Soulages rose to prominence in the 1950s, gaining recognition in both Europe and America. His early works, defined by broad bars of black paint on pale backgrounds, were frequently compared to the paintings of the Abstract Expressionists. While his sensuous chiaroscuro certainly chimed with the works of Franz Kline, Mark Rothko and others, Soulages ultimately distanced himself from his American contemporaries. His works made no claim to emotional transcendence. Instead—titled simply and methodically after their size and date—they were rigorous explorations of black’s elemental properties. The cave paintings at Chauvet and Lascaux, he noted, had been daubed in dark colours on dark walls: black was in art’s very DNA. In 1979, Soulages experienced an epiphany. ''I saw that it was no longer black that gave meaning to the painting but the reflection of light on dark surfaces,'' he explained. ''Where it was layered the light danced, and where it was flat it lay still. A new space had come into being … The light was coming from the painting towards me'' (P. Soulages, quoted in conversation with H-U. Obrist, Soulages, exh. cat. Centre Georges Pompidou, Paris 2009, p. 123).
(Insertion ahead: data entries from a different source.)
//! Outcomes of a save against the remote notes API.

use serde::{Deserialize, Serialize};

/// What the remote did with the submitted note.
///
/// The remote decides by looking up the wire identifier: unseen identifiers
/// are created, known ones are updated.
#[derive(Debug, Clone, Copy, PartialEq, Eq, Serialize, Deserialize)]
#[serde(rename_all = "lowercase")]
pub enum SaveOutcome {
    /// A new note was stored.
    Created,
    /// An existing note with the same wire identifier was overwritten.
    Updated,
}

impl SaveOutcome {
    /// Parses the wire string the API returns in its `status` field.
    pub fn from_wire(status: &str) -> Option<Self> {
        match status {
            "created" => Some(SaveOutcome::Created),
            "updated" => Some(SaveOutcome::Updated),
            _ => None,
        }
    }
}

/// The result of one successful save.
#[derive(Debug, Clone, PartialEq, Serialize, Deserialize)]
pub struct SaveResult {
    /// Whether the note was created or updated.
    pub outcome: SaveOutcome,

    /// Identifier the remote store assigned to the note.
    pub note_id: String,

    /// The wire identifier that was submitted, echoed back.
    pub message_id: String,
}
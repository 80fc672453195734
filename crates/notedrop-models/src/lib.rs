//! Core data models for Notedrop.
//!
//! This crate provides the fundamental data types shared by the sync adapter
//! and the bot frontend: note records, save outcomes, offline-queue entries,
//! and the shapes returned by the remote notes API.

pub mod note;
pub mod save;

// Re-export main types
pub use note::{HistoryEntry, PendingRecord, Record, RemoteNote};
pub use save::{SaveOutcome, SaveResult};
''… in Soulages’ handling of paint, there is something which recalls the warm darkness of that Romanesque interior of Sainte-Foy. For, there, it was no dead blackness, but a live and gently palpitating dark suffused with a subtle illumination which reached its fullness in slashes of light from the high narrow windows and the soft glow where it struck the floors and walls.'' - James Johnson Sweeney
From this point onwards, Soulages worked almost exclusively in black monochrome, allowing the colour to permeate every inch of his canvases. He coined the term ‘outrenoir’ to describe these paintings. Just as ‘outre-Manche’ indicated a land ‘across the Channel’, he explained, so too did ‘outrenoir’ denote a place ‘beyond black’. This discovery marked the culmination of ideas that Soulages had nurtured since his youth. He had long understood that black could render other colours more potent by juxtaposition: famously, while spreading dark ink upon white paper as a child, he had explained that he was attempting to paint ‘snow’. Raised in Rodez, he had also been inspired by the dramatic, vaulted interior of Sainte-Foy de Conques, where light and darkness nourished one another in the building’s ancient crevices. Interestingly, the present work’s sweeping horizontal textures recall the stained glass windows that Soulages made for the abbey between 1987 and 1994, whose linear patterns similarly vibrate with life and movement.